A Chinese Creation and Flood Myth

From the Miao People

The Miao have no written records, but they have many legends in verse, which they learn to repeat and sing. The Hei Miao (or Black Miao, so called from their dark chocolate-colored clothes) treasure poetical legends of the creation and of a deluge. These are composed in lines of five syllables, in stanzas of unequal length, one interrogative and one responsive. They are sung or recited by two persons or two groups at feasts and festivals, often by a group of youths and a group of maidens. The legend of the creation commences:

Who made heaven and earth?
Who made insects?
Who made men?
Made male and made female?
I who speak don't know.
Heavenly King made heaven and earth,
Ziene made insects,
Ziene made men and demons,
Made male and made female.
How is it you don't know?
How made heaven and earth?
How made insects?
How made men and demons?
Made male and made female?
I who speak don't know.
Heavenly King was intelligent,
Spat a lot of spittle into his hand,
Clapped his hands with a noise,
Produced heaven and earth,
Tall grass made insects,
Stories made men and demons,
Made men and demons,
Made male and made female.
How is it you don't know?

The legend proceeds to state how and by whom the heavens were propped up and how the sun was made and fixed in its place.

The legend of the flood tells of a great deluge. It commences:

Who came to the bad disposition,
To send fire and burn the hill?
Who came to the bad disposition,
To send water and destroy the earth?
I who sing don't know.
Zie did. Zie was of bad disposition,
Zie sent fire and burned the hill;
Thunder did. Thunder was of bad disposition,
Thunder sent water and destroyed the earth.
Why don't you know?

In this story of the flood only two persons were saved in a large bottle gourd used as a boat, and these were A-Zie and his sister. After the flood the brother wished his sister to become his wife, but she objected to this as not being proper. At length she proposed that one should take the upper and one the lower millstone, and going to opposite hills should set the stones rolling to the valley between. If these should be found in the valley properly adjusted on above the other, she would be his wife, but not if they came to rest apart.

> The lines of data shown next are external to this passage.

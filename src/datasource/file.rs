//! Local file input, optionally LZ4-frame compressed.

use super::{split_lines, LineSource, SourceError};
use async_trait::async_trait;
use std::io::Read;
use std::path::{Path, PathBuf};

#[derive(Debug, Clone)]
pub struct FileLineSource {
    path: PathBuf,
}

impl FileLineSource {
    pub fn new(path: impl Into<PathBuf>) -> Self {
        Self { path: path.into() }
    }

    pub fn path(&self) -> &Path {
        &self.path
    }

    /// True when the file name ends in `.lz4`.
    pub fn is_lz4(&self) -> bool {
        self.path
            .extension()
            .map(|ext| ext.eq_ignore_ascii_case("lz4"))
            .unwrap_or(false)
    }

    pub fn decompress_lz4_frame(lz4_bytes: &[u8]) -> Result<Vec<u8>, SourceError> {
        let mut decoder = lz4_flex::frame::FrameDecoder::new(lz4_bytes);
        let mut out = Vec::new();
        decoder
            .read_to_end(&mut out)
            .map_err(|e| SourceError::Decode(format!("lz4: {}", e)))?;
        Ok(out)
    }
}

#[async_trait]
impl LineSource for FileLineSource {
    async fn read_lines(&self) -> Result<Vec<String>, SourceError> {
        let raw = tokio::fs::read(&self.path)
            .await
            .map_err(|e| SourceError::Io(format!("{}: {}", self.path.display(), e)))?;

        let bytes = if self.is_lz4() {
            Self::decompress_lz4_frame(&raw)?
        } else {
            raw
        };

        let text = String::from_utf8(bytes)
            .map_err(|e| SourceError::Decode(format!("{}: {}", self.path.display(), e)))?;
        Ok(split_lines(&text))
    }

    fn describe(&self) -> String {
        self.path.display().to_string()
    }
}
use crate::audit::AuditSink;
use crate::domain::{
    normalize_and_parse, DeltaRecord, EventFields, KeyVariant, MatchId, RawEventRecord,
    RecordError, SubstitutionTable,
};
use std::sync::Arc;

use super::ExtractStats;

/// Match-boundary state of one partition.
///
/// Owned by exactly one extractor run. Two partitions that each see part of
/// the same match will each rebuild their own view of "first record" and
/// "boundary", so a match must never be split across partitions.
#[derive(Debug, Clone, Copy, PartialEq, Eq, Default)]
pub struct MatchCursor {
    pub current_match_id: Option<MatchId>,
    pub previous_margin: u32,
    pub seen_first: bool,
}

impl MatchCursor {
    pub fn new() -> Self {
        Self::default()
    }

    /// Advance the cursor with one successfully parsed event.
    ///
    /// Returns the new cursor and the delta to emit, if any. The first event
    /// ever seen and the first event of a new match never emit.
    pub fn advance(self, match_id: MatchId, margin: u32) -> (MatchCursor, Advance) {
        if !self.seen_first {
            let next = MatchCursor {
                current_match_id: Some(match_id),
                previous_margin: margin,
                seen_first: true,
            };
            return (next, Advance::First);
        }

        if self.current_match_id != Some(match_id) {
            // The boundary row's own margin is dropped; the next row of the
            // new match diffs against zero.
            let next = MatchCursor {
                current_match_id: Some(match_id),
                previous_margin: 0,
                seen_first: true,
            };
            return (next, Advance::Boundary);
        }

        let delta = i64::from(margin.abs_diff(self.previous_margin));
        let next = MatchCursor {
            previous_margin: margin,
            ..self
        };
        (next, Advance::Delta(delta))
    }
}

/// Result of advancing a [`MatchCursor`].
#[derive(Debug, Clone, Copy, PartialEq, Eq)]
pub enum Advance {
    First,
    Boundary,
    Delta(i64),
}

/// Outcome of feeding one line to the extractor.
#[derive(Debug, Clone, PartialEq, Eq)]
pub enum Step {
    Delta {
        record: DeltaRecord,
        event: EventFields,
    },
    FirstRecord,
    MatchBoundary,
    Skipped(RecordError),
}

/// Everything a partition run produces.
#[derive(Debug, Clone, Default)]
pub struct PartitionOutput {
    pub cursor: MatchCursor,
    pub deltas: Vec<DeltaRecord>,
    pub stats: ExtractStats,
}

/// Turns an ordered stream of match-event lines into margin deltas.
#[derive(Debug, Clone)]
pub struct MarginDeltaExtractor {
    variant: KeyVariant,
    table: Arc<SubstitutionTable>,
}

impl MarginDeltaExtractor {
    pub fn new(variant: KeyVariant, table: Arc<SubstitutionTable>) -> Self {
        Self { variant, table }
    }

    pub fn variant(&self) -> KeyVariant {
        self.variant
    }

    /// Process one line. Skipped lines return the cursor untouched.
    pub fn step(&self, cursor: MatchCursor, line: &str) -> (MatchCursor, Step) {
        let event = match self.accept(line) {
            Ok(event) => event,
            Err(err) => return (cursor, Step::Skipped(err)),
        };
        let (match_id, margin) = match self.measure(&event) {
            Ok(measured) => measured,
            Err(err) => return (cursor, Step::Skipped(err)),
        };

        match cursor.advance(match_id, margin) {
            (next, Advance::First) => (next, Step::FirstRecord),
            (next, Advance::Boundary) => (next, Step::MatchBoundary),
            (next, Advance::Delta(delta)) => {
                let record = DeltaRecord {
                    group_key: event.group_key(self.variant),
                    delta,
                };
                (next, Step::Delta { record, event })
            }
        }
    }

    fn accept(&self, line: &str) -> Result<EventFields, RecordError> {
        RawEventRecord::parse_line(line).event_fields(self.variant)
    }

    fn measure(&self, event: &EventFields) -> Result<(MatchId, u32), RecordError> {
        let score = normalize_and_parse(&event.score_token, &self.table)?;
        let match_id = event.parse_match_id()?;
        Ok((match_id, score.margin()))
    }

    /// Fold a partition's lines, in arrival order, starting from `cursor`.
    ///
    /// Each emitted delta is also reported to `sink`. Sink failures are
    /// counted and logged but do not affect the returned deltas or cursor.
    pub fn fold_partition<'a, I>(
        &self,
        partition: usize,
        cursor: MatchCursor,
        lines: I,
        sink: &mut dyn AuditSink,
    ) -> PartitionOutput
    where
        I: IntoIterator<Item = &'a str>,
    {
        let mut output = PartitionOutput {
            cursor,
            ..PartitionOutput::default()
        };

        for (line_no, line) in lines.into_iter().enumerate() {
            output.stats.lines += 1;
            let (next, step) = self.step(output.cursor, line);
            output.cursor = next;

            match step {
                Step::Delta { record, event } => {
                    output.stats.accepted += 1;
                    output.stats.emitted += 1;
                    if let Err(e) = sink.record(&event, record.delta) {
                        output.stats.sink_failures += 1;
                        tracing::error!(partition, line = line_no + 1, error = %e, "audit sink write failed");
                    }
                    output.deltas.push(record);
                }
                Step::FirstRecord => {
                    output.stats.accepted += 1;
                    tracing::debug!(partition, line = line_no + 1, "first record of partition");
                }
                Step::MatchBoundary => {
                    output.stats.accepted += 1;
                    output.stats.match_boundaries += 1;
                    tracing::debug!(partition, line = line_no + 1, "match boundary");
                }
                Step::Skipped(reason) => {
                    output.stats.count_skip(&reason);
                    tracing::debug!(partition, line = line_no + 1, %reason, "skipping record");
                }
            }
        }

        if let Err(e) = sink.finish() {
            output.stats.sink_failures += 1;
            tracing::error!(partition, error = %e, "audit sink flush failed");
        }

        output
    }
}
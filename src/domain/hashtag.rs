//! Hashtag occurrences extracted from social posts.

use serde::{Deserialize, Serialize};

/// Date used when a post timestamp cannot be parsed.
pub const UNKNOWN_DATE: &str = "unknown";

/// Header of the preprocessed hashtag CSV.
pub const PREPROCESSED_HEADER: &str = "id,date,hash_tag,freq";

/// One hashtag occurrence. `hashtag` is lowercase and stored without `#`.
#[derive(Debug, Clone, PartialEq, Eq, Hash, Serialize, Deserialize)]
pub struct HashtagRecord {
    pub post_id: String,
    /// `yyyy-MM-dd` or [`UNKNOWN_DATE`].
    pub date: String,
    pub hashtag: String,
}

impl HashtagRecord {
    /// Hashtag with its leading `#` restored.
    pub fn display_tag(&self) -> String {
        format!("#{}", self.hashtag)
    }

    /// Aggregation key for daily counts: `date\t#hashtag`.
    pub fn daily_key(&self) -> String {
        format!("{}\t{}", self.date, self.display_tag())
    }
}

/// Reduce a `yyyy-MM-dd` date to its `yyyy-MM` bucket. Anything without a
/// `-` (such as [`UNKNOWN_DATE`]) is returned unchanged.
pub fn month_bucket(date: &str) -> String {
    let mut parts = date.splitn(3, '-');
    match (parts.next(), parts.next()) {
        (Some(year), Some(month)) => format!("{}-{}", year, month),
        (Some(only), None) => only.to_string(),
        _ => date.to_string(),
    }
}
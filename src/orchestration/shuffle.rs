//! In-process stand-in for the sort/group step between stages.

use crate::domain::{is_run_contiguous, sort_group_sums, DeltaRecord, GroupKey, GroupSum, SortKey};
use crate::engine::SumAggregator;
use std::collections::HashMap;

/// Sum deltas per group key.
///
/// Groups come back in the order their key was first emitted, which is what
/// a consumer that only sees super-key order would observe. Totals do not
/// depend on input order.
pub fn group_deltas(deltas: Vec<DeltaRecord>) -> Vec<GroupSum> {
    let mut first_seen: Vec<GroupKey> = Vec::new();
    let mut values: HashMap<GroupKey, Vec<i64>> = HashMap::new();

    for record in deltas {
        values
            .entry(record.group_key.clone())
            .or_insert_with(|| {
                first_seen.push(record.group_key.clone());
                Vec::new()
            })
            .push(record.delta);
    }

    first_seen
        .into_iter()
        .map(|key| {
            let total = SumAggregator::sum(values.remove(&key).unwrap_or_default());
            GroupSum::new(key, total)
        })
        .collect()
}

/// Order group sums for the running-max stage.
///
/// Both sort keys make every super-key contiguous; a violation is logged
/// because the adjacent-run strategy would then split that super-key.
pub fn prepare_for_max(mut sums: Vec<GroupSum>, sort_key: SortKey) -> Vec<GroupSum> {
    sort_group_sums(&mut sums, sort_key);
    if !is_run_contiguous(&sums) {
        tracing::warn!(?sort_key, "super-keys are not contiguous after sort");
    }
    sums
}

/// Group sums in full-key order, as written by the totals job.
pub fn sorted_totals(mut sums: Vec<GroupSum>) -> Vec<GroupSum> {
    sort_group_sums(&mut sums, SortKey::Full);
    sums
}

#[cfg(test)]
mod tests {
    use super::*;

    fn delta(team: &str, period: &str, delta: i64) -> DeltaRecord {
        DeltaRecord {
            group_key: GroupKey::compose(team, period),
            delta,
        }
    }

    #[test]
    fn test_group_deltas_sums_and_keeps_first_seen_order() {
        let sums = group_deltas(vec![
            delta("B", "2", 3),
            delta("A", "1", 1),
            delta("B", "2", 4),
            delta("B", "1", 2),
        ]);
        let rendered: Vec<_> = sums.iter().map(|s| (s.group_key.as_str(), s.total)).collect();
        assert_eq!(rendered, vec![("B#2", 7), ("A#1", 1), ("B#1", 2)]);
    }

    #[test]
    fn test_prepare_for_max_full_vs_super() {
        let sums = group_deltas(vec![delta("B", "2", 3), delta("A", "1", 1), delta("B", "1", 2)]);

        let full = prepare_for_max(sums.clone(), SortKey::Full);
        let keys: Vec<_> = full.iter().map(|s| s.group_key.as_str()).collect();
        assert_eq!(keys, vec!["A#1", "B#1", "B#2"]);

        let by_super = prepare_for_max(sums, SortKey::Super);
        let keys: Vec<_> = by_super.iter().map(|s| s.group_key.as_str()).collect();
        assert_eq!(keys, vec!["A#1", "B#2", "B#1"]);
    }

    #[test]
    fn test_sorted_totals() {
        let sums = group_deltas(vec![delta("LAL", "2", 3), delta("BOS", "4", 1)]);
        let keys: Vec<_> = sorted_totals(sums)
            .into_iter()
            .map(|s| s.group_key.to_string())
            .collect();
        assert_eq!(keys, vec!["BOS#4", "LAL#2"]);
    }

    #[test]
    fn test_empty_input() {
        assert!(group_deltas(Vec::new()).is_empty());
    }
}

The young man, considering it unlikely that two stones thus rolled down from opposite hills would be found in the valley, one upon another, while pretending to accept the test suggested, secretly placed two other stones in the valley, one upon the other. The stones rolled from the hills were lost in the tall wild grass, and on descending into the valley, A-Zie called his sister to come and see the stones he had placed.

She, however, was not satisfied, and suggested as another test that each should take a knife from a double sheath and, going again to the opposite hilltops, hurl them into the valley below. If both these knives were found in the sheath in the valley, she would marry him, but if the knives were found apart, they would live apart.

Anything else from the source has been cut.